Within the data below, how many lines contain "bool"? Reply with the number only.

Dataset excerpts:
+--
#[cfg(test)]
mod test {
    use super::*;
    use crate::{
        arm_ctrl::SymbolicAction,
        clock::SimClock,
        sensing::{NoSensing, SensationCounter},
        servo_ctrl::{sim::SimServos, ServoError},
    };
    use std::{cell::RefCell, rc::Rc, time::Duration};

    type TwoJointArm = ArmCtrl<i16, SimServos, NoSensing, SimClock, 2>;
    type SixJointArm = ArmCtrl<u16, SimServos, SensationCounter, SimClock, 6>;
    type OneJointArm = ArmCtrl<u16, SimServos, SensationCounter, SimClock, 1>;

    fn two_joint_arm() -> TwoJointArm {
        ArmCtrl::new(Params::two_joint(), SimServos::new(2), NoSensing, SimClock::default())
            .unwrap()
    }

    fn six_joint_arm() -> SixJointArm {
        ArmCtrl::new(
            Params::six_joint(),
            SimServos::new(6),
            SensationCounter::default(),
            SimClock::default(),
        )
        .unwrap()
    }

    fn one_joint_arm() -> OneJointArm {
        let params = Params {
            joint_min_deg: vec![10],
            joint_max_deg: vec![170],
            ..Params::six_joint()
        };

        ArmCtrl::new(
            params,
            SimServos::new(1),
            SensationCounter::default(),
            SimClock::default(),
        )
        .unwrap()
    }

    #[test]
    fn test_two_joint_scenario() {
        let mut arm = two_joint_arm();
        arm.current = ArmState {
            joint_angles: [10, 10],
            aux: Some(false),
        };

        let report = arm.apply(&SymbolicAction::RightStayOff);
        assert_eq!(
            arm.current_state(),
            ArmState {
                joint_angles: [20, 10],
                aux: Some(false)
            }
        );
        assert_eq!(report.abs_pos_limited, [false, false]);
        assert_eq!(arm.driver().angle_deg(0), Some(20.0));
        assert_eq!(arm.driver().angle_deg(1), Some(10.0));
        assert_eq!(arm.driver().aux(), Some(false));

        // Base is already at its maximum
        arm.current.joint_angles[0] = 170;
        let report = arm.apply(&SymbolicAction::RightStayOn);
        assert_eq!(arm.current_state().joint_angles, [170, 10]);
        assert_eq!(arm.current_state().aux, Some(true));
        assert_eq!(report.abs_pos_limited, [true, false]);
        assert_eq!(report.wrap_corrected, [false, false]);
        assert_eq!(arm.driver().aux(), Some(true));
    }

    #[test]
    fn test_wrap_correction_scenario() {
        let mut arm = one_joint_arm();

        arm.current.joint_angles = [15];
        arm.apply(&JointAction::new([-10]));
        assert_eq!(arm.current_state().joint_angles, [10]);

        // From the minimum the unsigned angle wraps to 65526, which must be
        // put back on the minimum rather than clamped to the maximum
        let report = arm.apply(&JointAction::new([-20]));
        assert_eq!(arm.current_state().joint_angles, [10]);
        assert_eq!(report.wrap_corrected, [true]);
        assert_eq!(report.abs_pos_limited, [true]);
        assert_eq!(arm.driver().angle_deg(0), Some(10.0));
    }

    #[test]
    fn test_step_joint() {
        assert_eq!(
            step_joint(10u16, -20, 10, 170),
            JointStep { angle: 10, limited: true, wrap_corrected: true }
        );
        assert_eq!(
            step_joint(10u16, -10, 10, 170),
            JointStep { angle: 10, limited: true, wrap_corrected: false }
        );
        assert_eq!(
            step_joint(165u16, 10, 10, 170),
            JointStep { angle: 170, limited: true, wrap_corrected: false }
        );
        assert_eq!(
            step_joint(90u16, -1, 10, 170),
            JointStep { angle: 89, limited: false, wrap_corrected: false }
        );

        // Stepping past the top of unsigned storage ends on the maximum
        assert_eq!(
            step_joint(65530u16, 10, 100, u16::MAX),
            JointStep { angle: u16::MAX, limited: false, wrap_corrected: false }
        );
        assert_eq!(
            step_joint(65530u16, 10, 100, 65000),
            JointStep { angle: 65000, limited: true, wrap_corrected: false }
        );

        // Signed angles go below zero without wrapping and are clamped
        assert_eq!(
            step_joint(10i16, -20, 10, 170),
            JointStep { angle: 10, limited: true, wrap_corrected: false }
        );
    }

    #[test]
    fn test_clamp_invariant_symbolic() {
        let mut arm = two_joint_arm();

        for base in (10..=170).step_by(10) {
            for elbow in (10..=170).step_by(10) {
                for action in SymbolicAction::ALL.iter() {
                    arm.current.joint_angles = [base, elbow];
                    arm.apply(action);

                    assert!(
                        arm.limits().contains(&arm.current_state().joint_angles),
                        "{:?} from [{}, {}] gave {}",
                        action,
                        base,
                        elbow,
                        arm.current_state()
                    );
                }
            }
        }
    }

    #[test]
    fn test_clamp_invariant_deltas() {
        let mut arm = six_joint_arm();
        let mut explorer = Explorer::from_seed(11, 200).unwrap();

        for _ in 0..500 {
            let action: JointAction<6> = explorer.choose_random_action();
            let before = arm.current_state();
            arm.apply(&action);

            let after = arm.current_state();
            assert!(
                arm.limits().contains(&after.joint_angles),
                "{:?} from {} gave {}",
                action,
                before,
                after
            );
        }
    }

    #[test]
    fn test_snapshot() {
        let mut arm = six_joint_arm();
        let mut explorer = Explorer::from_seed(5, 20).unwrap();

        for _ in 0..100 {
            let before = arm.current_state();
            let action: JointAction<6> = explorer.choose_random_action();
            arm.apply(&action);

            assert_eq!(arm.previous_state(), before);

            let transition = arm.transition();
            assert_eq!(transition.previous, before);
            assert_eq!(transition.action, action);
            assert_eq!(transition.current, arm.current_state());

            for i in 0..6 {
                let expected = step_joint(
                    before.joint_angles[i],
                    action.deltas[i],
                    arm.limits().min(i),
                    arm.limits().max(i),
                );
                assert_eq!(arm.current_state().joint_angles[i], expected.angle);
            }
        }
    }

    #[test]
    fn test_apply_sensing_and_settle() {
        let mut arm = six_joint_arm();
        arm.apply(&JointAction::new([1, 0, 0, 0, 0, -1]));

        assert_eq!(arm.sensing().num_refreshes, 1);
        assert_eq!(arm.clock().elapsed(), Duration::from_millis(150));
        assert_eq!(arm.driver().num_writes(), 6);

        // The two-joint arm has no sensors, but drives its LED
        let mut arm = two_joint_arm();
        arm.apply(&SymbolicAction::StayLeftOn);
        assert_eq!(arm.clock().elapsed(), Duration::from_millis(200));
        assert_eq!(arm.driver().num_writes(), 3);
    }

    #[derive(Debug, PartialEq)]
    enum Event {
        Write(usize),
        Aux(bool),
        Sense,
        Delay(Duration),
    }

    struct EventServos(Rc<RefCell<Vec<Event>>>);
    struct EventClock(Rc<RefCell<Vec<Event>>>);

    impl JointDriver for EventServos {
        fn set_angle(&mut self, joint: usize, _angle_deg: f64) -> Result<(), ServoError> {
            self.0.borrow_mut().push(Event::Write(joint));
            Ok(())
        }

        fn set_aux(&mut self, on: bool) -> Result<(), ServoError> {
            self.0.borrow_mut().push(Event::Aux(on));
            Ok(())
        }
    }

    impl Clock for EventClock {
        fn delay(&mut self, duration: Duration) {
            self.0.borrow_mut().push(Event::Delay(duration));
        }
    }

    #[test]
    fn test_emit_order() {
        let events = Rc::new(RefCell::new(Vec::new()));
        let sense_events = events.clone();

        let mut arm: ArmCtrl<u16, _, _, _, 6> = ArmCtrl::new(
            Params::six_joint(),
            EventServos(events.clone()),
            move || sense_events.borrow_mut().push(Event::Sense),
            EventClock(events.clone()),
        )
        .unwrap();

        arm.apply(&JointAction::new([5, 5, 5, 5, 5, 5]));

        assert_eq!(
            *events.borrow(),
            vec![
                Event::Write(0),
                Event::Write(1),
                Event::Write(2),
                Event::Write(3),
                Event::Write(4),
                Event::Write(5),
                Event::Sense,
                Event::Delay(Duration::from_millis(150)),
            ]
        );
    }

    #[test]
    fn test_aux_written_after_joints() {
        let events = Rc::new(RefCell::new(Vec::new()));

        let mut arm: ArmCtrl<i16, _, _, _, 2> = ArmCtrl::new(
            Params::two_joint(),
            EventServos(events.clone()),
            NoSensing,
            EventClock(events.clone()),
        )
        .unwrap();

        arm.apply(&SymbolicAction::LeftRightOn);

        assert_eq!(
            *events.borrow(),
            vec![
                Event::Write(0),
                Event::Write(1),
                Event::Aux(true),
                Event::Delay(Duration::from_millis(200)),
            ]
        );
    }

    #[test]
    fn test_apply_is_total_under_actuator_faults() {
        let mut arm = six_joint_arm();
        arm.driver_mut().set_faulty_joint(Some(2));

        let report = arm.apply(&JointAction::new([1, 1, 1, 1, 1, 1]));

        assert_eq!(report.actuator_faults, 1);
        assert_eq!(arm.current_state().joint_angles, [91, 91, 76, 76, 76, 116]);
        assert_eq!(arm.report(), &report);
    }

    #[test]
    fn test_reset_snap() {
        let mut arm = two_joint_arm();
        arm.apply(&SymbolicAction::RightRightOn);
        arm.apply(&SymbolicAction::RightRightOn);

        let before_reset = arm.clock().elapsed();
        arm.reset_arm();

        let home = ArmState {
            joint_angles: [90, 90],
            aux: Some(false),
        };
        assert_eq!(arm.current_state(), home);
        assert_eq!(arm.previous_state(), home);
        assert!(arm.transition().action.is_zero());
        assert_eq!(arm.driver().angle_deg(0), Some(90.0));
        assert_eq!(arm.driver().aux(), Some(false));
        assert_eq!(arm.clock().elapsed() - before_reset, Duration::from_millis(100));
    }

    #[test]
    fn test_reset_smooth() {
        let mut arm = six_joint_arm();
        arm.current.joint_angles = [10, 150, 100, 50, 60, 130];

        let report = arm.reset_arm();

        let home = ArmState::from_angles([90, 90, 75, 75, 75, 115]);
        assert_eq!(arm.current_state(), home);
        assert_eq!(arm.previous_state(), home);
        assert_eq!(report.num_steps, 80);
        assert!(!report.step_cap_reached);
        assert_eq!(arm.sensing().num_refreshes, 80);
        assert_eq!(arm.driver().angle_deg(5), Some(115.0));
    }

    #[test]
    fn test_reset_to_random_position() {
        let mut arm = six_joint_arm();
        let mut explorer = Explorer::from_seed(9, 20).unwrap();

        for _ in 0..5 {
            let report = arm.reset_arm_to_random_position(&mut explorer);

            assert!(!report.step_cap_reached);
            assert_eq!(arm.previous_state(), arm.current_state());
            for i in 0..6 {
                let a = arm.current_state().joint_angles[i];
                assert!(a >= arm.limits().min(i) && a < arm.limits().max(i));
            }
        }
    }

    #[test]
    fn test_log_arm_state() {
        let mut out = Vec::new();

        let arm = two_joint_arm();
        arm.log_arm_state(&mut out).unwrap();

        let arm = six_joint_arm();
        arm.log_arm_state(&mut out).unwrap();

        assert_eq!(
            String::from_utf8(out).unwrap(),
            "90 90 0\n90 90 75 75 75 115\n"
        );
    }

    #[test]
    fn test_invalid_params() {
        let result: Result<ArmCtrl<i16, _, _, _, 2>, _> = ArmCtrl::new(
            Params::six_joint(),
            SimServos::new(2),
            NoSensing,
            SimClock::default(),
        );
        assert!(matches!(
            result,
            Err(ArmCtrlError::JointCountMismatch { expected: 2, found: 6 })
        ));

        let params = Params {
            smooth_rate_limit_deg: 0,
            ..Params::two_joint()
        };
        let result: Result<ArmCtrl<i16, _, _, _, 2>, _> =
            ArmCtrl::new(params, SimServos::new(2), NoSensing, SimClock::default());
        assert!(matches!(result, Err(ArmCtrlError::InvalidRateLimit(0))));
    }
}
+--
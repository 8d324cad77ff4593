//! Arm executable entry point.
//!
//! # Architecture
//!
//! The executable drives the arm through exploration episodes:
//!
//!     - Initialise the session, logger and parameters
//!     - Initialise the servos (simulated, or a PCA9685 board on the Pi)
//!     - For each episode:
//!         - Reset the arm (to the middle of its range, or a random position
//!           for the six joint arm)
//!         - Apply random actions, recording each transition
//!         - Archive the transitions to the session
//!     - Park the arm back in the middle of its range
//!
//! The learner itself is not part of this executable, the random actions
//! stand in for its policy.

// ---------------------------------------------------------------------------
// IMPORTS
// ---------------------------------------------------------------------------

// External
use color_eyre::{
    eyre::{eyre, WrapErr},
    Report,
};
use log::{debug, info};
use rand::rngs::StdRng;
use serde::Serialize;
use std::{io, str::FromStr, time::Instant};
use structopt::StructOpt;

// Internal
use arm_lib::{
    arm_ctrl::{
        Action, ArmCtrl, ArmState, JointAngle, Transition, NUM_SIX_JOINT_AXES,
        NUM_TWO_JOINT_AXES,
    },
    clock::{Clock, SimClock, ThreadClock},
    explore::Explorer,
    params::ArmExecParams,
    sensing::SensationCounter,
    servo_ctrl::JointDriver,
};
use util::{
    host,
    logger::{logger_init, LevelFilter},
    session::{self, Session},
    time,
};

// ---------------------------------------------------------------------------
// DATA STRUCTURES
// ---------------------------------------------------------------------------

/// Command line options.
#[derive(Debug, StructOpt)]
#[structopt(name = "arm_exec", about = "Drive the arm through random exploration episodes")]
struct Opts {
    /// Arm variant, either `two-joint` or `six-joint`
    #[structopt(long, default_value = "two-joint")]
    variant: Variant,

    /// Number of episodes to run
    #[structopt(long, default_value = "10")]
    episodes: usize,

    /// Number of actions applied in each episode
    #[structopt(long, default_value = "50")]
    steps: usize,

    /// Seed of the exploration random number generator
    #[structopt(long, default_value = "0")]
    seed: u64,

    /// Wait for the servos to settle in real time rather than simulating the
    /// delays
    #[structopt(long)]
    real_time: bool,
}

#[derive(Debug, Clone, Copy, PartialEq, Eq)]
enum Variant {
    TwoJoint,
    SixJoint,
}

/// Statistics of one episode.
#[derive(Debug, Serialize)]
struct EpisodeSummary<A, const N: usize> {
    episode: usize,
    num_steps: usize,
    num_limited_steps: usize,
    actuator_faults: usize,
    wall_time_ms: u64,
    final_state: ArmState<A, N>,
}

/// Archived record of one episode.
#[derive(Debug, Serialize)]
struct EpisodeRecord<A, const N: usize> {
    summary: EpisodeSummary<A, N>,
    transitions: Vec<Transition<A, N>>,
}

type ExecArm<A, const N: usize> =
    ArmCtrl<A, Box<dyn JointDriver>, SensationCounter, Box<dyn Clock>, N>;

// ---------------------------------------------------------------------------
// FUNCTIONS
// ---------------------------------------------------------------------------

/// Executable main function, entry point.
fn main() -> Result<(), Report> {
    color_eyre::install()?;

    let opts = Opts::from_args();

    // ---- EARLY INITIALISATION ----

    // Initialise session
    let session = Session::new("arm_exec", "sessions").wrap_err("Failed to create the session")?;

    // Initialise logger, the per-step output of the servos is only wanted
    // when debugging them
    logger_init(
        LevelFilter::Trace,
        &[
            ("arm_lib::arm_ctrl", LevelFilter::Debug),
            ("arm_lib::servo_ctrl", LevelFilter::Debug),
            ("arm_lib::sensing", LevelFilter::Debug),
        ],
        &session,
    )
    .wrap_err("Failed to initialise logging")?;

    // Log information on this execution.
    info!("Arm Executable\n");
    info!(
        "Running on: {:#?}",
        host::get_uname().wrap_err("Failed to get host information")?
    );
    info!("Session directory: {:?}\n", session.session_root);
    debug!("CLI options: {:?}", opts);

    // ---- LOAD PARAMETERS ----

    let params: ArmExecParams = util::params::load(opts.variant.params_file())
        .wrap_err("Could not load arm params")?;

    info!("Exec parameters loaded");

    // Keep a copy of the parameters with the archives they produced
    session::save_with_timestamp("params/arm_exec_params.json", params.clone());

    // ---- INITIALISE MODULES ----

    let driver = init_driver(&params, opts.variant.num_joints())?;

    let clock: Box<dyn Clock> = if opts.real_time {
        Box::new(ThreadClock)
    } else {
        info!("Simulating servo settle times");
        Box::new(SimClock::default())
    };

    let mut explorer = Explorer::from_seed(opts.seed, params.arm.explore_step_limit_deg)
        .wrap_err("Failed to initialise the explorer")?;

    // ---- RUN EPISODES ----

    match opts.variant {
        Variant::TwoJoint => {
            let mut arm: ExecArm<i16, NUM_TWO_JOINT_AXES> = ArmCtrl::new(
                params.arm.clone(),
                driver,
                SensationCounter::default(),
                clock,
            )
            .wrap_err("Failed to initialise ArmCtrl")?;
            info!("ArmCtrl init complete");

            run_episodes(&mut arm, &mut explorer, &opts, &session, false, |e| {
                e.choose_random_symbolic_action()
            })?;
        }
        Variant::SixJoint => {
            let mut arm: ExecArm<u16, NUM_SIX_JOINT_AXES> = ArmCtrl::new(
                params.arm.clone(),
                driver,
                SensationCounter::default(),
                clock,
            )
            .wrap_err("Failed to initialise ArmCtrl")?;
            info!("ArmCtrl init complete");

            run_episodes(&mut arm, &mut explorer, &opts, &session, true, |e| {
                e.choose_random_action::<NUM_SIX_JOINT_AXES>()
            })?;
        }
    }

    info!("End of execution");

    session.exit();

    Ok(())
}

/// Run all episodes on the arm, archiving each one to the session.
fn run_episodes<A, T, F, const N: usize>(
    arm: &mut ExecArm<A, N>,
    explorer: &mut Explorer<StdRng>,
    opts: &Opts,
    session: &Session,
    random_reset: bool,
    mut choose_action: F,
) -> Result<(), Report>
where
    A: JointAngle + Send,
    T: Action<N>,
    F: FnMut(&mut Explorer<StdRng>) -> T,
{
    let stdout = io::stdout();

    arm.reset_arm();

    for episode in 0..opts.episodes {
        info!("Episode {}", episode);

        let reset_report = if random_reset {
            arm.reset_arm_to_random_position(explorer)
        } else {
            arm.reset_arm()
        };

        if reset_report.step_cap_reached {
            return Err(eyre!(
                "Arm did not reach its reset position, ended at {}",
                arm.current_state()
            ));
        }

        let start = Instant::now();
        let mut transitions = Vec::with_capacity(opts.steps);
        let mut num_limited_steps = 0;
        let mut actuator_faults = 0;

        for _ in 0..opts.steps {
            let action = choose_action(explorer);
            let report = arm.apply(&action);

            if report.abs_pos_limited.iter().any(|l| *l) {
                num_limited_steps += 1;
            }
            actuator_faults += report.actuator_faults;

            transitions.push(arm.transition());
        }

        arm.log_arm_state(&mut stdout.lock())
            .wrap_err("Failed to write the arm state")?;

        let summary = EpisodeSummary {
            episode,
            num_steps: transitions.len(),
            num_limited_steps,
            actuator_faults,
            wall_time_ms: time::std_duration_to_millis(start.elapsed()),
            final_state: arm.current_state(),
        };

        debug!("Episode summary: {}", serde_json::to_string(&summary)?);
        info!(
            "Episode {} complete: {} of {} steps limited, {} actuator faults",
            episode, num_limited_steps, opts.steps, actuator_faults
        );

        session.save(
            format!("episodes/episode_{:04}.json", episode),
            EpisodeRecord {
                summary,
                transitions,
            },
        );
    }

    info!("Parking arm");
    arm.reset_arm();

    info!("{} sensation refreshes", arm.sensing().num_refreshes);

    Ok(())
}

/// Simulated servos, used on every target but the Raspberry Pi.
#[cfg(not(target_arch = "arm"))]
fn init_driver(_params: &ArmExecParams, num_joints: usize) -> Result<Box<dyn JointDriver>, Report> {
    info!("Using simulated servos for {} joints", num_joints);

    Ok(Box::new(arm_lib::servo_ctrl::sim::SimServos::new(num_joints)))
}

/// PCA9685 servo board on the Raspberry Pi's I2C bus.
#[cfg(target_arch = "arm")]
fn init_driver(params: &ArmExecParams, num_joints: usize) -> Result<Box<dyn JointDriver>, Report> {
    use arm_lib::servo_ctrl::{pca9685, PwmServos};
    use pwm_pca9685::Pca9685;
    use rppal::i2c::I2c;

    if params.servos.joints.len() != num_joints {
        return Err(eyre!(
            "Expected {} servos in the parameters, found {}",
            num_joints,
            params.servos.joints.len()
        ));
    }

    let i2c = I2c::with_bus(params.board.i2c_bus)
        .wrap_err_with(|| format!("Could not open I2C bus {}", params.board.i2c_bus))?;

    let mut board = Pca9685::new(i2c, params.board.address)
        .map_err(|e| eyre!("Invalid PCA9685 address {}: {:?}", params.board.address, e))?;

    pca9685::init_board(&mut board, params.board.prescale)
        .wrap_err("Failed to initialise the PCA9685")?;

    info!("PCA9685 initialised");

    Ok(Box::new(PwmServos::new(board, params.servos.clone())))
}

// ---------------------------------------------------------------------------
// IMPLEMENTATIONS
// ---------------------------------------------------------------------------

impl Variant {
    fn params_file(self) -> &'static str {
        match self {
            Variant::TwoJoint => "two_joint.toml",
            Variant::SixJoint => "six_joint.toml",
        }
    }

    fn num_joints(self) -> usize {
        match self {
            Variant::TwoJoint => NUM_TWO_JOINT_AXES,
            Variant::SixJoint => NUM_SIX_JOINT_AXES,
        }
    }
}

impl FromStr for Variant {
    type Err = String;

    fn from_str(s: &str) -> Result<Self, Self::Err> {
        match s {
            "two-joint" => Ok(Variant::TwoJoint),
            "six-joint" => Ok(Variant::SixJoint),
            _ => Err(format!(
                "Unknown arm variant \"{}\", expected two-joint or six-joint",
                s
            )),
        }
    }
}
+--
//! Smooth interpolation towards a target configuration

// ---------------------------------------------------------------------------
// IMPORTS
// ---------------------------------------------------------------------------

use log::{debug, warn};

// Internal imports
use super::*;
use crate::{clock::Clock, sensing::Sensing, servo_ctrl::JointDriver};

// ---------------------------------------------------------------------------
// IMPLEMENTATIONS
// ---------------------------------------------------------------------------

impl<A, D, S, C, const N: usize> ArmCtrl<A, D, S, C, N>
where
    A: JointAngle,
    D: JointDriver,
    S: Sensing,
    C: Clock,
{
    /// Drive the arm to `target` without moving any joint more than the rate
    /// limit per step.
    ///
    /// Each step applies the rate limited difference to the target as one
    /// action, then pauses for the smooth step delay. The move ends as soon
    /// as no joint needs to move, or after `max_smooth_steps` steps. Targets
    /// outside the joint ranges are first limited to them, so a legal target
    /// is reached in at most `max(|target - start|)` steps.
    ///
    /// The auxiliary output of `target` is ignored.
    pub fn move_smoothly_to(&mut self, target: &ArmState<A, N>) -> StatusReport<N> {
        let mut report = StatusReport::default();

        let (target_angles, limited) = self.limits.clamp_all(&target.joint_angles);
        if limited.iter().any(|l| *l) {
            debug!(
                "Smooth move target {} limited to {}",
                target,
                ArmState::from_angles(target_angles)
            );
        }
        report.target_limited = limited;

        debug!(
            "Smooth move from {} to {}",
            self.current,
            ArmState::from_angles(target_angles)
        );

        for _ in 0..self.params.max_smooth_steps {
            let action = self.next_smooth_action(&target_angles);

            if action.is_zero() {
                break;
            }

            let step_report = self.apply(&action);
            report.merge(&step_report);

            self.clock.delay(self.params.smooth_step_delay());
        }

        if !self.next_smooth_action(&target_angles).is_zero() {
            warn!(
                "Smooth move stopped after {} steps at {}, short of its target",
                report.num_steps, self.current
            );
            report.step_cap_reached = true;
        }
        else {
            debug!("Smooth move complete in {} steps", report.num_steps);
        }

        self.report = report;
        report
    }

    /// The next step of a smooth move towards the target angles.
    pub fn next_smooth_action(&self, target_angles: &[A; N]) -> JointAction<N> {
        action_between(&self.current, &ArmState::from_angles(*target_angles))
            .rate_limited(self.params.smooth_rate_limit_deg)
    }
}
+--
Exercise response: 4